April 9, 2018 by melanir 2 Comments

The Aeronaut’s Windlass by Jim Butcher is the start to a new fantasy series. No other books in this series are out yet, but I’m sure there’s gonna be at least a couple more. This was super fun, but highly forgettable steampunk. I’ll probably pick up the next book when it comes out, but I don’t need it right away. It’s a pretty typical Butcher fantasy, I was very heavily reminded of his Codex Alera books, right down to the insect-ine enemy.

The book is set in an alternate world where humanity has taken to living in towers, because something dangerous lives on the ground. In order to get from tower to tower, people fly on wind ships. The book introduces several characters, most of whom are NOT the airship captain mentioned in the back of the book summary (irritating, especially because they’re female characters), but are instead royal guards in training. And I’ll be honest, the world building kind of falls apart for me here. See, women serve alongside men in the military and can do all the jobs. But Butcher wants to have the same kind of patriarchal societal structure of early Victorian England (or earlier. I would honestly put this book in the height of the age of piracy instead of Victorian, it’s just that steampunk is so defined by Victoriana). It’s a disconnect that doesn’t quite work because these two things work against each other and disrupt the world building. I was watching Lindsey Ellis’s most recent video on The Hobbit movies, and she dives into this a bit. You can’t have a patriarchal society that treats women like delicate flowers (or freaks out when a competent, knowledgeable woman is in the engine room) but also let them do all the things that men do, like get challenged to duels of honor. It’s really aggravating because it’s pretty obvious that Butcher wanted all the fun of the 1730s but didn’t want to deal with the sexism of that era so he just kind of ignored it. It’s fine I guess, just lazy.

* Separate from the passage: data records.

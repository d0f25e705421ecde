//! End-to-end flows through the public API: browse → cart → submit →
//! pay → merchant actions, plus the timeout sweep against real state.

use std::sync::Arc;

use rust_decimal::Decimal;
use tokio_util::sync::CancellationToken;

use order_server::core::{AppState, Config};
use order_server::orders::TimeoutSweeper;
use order_server::store::{MemoryStore, OrderStore};
use shared::catalog::{Category, Dish, DishFlavor};
use shared::order::{
    AddressEntry, CANCEL_REASON_PAYMENT_TIMEOUT, CartSelection, OrderStatus, PayStatus,
};

const USER: i64 = 7;
const ADDRESS: i64 = 1;

fn test_config() -> Config {
    Config {
        shop_address: "200 Example Avenue".into(),
        max_delivery_distance_m: 5000,
        payment_timeout_minutes: 15,
        payment_sweep_interval_secs: 60,
        completion_sweep_hour: 1,
        completion_grace_minutes: 60,
        cache_ttl_secs: 3600,
        filter_expected_insertions: 256,
        filter_false_positive_rate: 0.01,
        route_api_url: String::new(),
        route_api_key: String::new(),
        log_dir: None,
        environment: "development".into(),
    }
}

fn seeded_store() -> Arc<MemoryStore> {
    let store = Arc::new(MemoryStore::new());
    store.seed_category(Category {
        id: 1,
        name: "Sichuan classics".to_string(),
        sort_order: 1,
        enabled: true,
    });
    store.seed_dish(
        Dish {
            id: 11,
            category_id: 1,
            name: "Kung Pao Chicken".to_string(),
            price: Decimal::new(1480, 2),
            image: None,
            description: None,
            enabled: true,
        },
        vec![DishFlavor {
            id: 1,
            dish_id: 11,
            name: "spiciness".to_string(),
            value: "mild,medium,hot".to_string(),
        }],
    );
    store.seed_dish(
        Dish {
            id: 12,
            category_id: 1,
            name: "Mapo Tofu".to_string(),
            price: Decimal::new(1250, 2),
            image: None,
            description: None,
            enabled: true,
        },
        Vec::new(),
    );
    store.seed_address(AddressEntry {
        id: ADDRESS,
        user_id: USER,
        consignee: "Alex".to_string(),
        phone: "5550100".to_string(),
        detail: "1 North Street".to_string(),
    });
    store
}

fn selection(dish_id: i64) -> CartSelection {
    CartSelection {
        dish_id: Some(dish_id),
        setmeal_id: None,
        dish_flavor: None,
    }
}

#[tokio::test]
async fn test_browse_cart_submit_pay_reject_flow() {
    let state = AppState::with_store(&test_config(), seeded_store())
        .await
        .unwrap();

    // Browse through the cache-aside path.
    let dishes = state.reader.dishes_by_category(1).await.unwrap();
    assert_eq!(dishes.len(), 2);

    // Build a two-item cart.
    state.cart.add(USER, selection(11)).await.unwrap();
    state.cart.add(USER, selection(12)).await.unwrap();
    assert_eq!(state.cart.show(USER).await.unwrap().len(), 2);

    // Submit: order lands in PENDING_PAYMENT / UNPAID with the cart
    // materialized as details and the cart cleared.
    let order = state.lifecycle.submit(USER, ADDRESS).await.unwrap();
    assert_eq!(order.status, OrderStatus::PendingPayment);
    assert_eq!(order.pay_status, PayStatus::Unpaid);
    assert_eq!(order.amount, Decimal::new(2730, 2));
    assert!(state.cart.show(USER).await.unwrap().is_empty());

    let (_, items) = state.lifecycle.details(order.id).await.unwrap();
    assert_eq!(items.len(), 2);

    // Pay by business key.
    let paid = state.lifecycle.mark_paid(&order.number).await.unwrap();
    assert_eq!(paid.status, OrderStatus::ToBeConfirmed);
    assert_eq!(paid.pay_status, PayStatus::Paid);

    // Merchant rejects: refund compensation plus bookkeeping.
    let rejected = state
        .lifecycle
        .reject(order.id, "out of stock")
        .await
        .unwrap();
    assert_eq!(rejected.status, OrderStatus::Cancelled);
    assert_eq!(rejected.pay_status, PayStatus::Refunded);
    assert_eq!(rejected.rejection_reason.as_deref(), Some("out of stock"));
}

#[tokio::test]
async fn test_repeat_after_completion() {
    let state = AppState::with_store(&test_config(), seeded_store())
        .await
        .unwrap();

    state.cart.add(USER, selection(11)).await.unwrap();
    let order = state.lifecycle.submit(USER, ADDRESS).await.unwrap();
    state.lifecycle.mark_paid(&order.number).await.unwrap();
    state.lifecycle.confirm(order.id).await.unwrap();
    state.lifecycle.deliver(order.id).await.unwrap();
    let completed = state.lifecycle.complete(order.id).await.unwrap();
    assert_eq!(completed.status, OrderStatus::Completed);
    assert!(completed.delivery_time.is_some());

    // "Order again": details come back as fresh cart rows.
    state.lifecycle.repeat(order.id, USER).await.unwrap();
    let cart = state.cart.show(USER).await.unwrap();
    assert_eq!(cart.len(), 1);
    assert_eq!(cart[0].name, "Kung Pao Chicken");
}

#[tokio::test]
async fn test_payment_sweep_cancels_abandoned_order() {
    let config = test_config();
    let store = seeded_store();
    let state = AppState::with_store(&config, store.clone()).await.unwrap();

    state.cart.add(USER, selection(11)).await.unwrap();
    let order = state.lifecycle.submit(USER, ADDRESS).await.unwrap();

    // Backdate the order past the payment deadline through the same
    // conditional-update discipline everything else uses.
    let mut aged = store.get(order.id).await.unwrap().unwrap();
    aged.order_time -= 16 * 60_000;
    store.update(&aged).await.unwrap();

    let sweeper = TimeoutSweeper::new(store.clone(), CancellationToken::new(), &config);
    assert_eq!(sweeper.payment_pass().await, 1);

    let cancelled = store.get(order.id).await.unwrap().unwrap();
    assert_eq!(cancelled.status, OrderStatus::Cancelled);
    assert_eq!(
        cancelled.cancel_reason.as_deref(),
        Some(CANCEL_REASON_PAYMENT_TIMEOUT)
    );
    // Never paid, so no refund bookkeeping.
    assert_eq!(cancelled.pay_status, PayStatus::Unpaid);
}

I just got sidetracked, didn’t I? Right, so royal guards in training and an airship captain. They get roped in to looking into some mysterious thing happening in one of their Spire’s other cities. And there is danger and fighting and airship fighting and crazy magicians and giant spiders. Oh, and talking cats who reminded me a lot of Krosp, the Emporer of All Cats from Girl Genius. Actually, Girl Genius is a pretty good comparison. There are even a race of animalistic humans that reminded me of the Jägermonsters. So yes, if you combine some elements from Butcher’s Codex Alera with everything from Girl Genius, you’d have this book. If you liked those stories, you’ll probably like this one.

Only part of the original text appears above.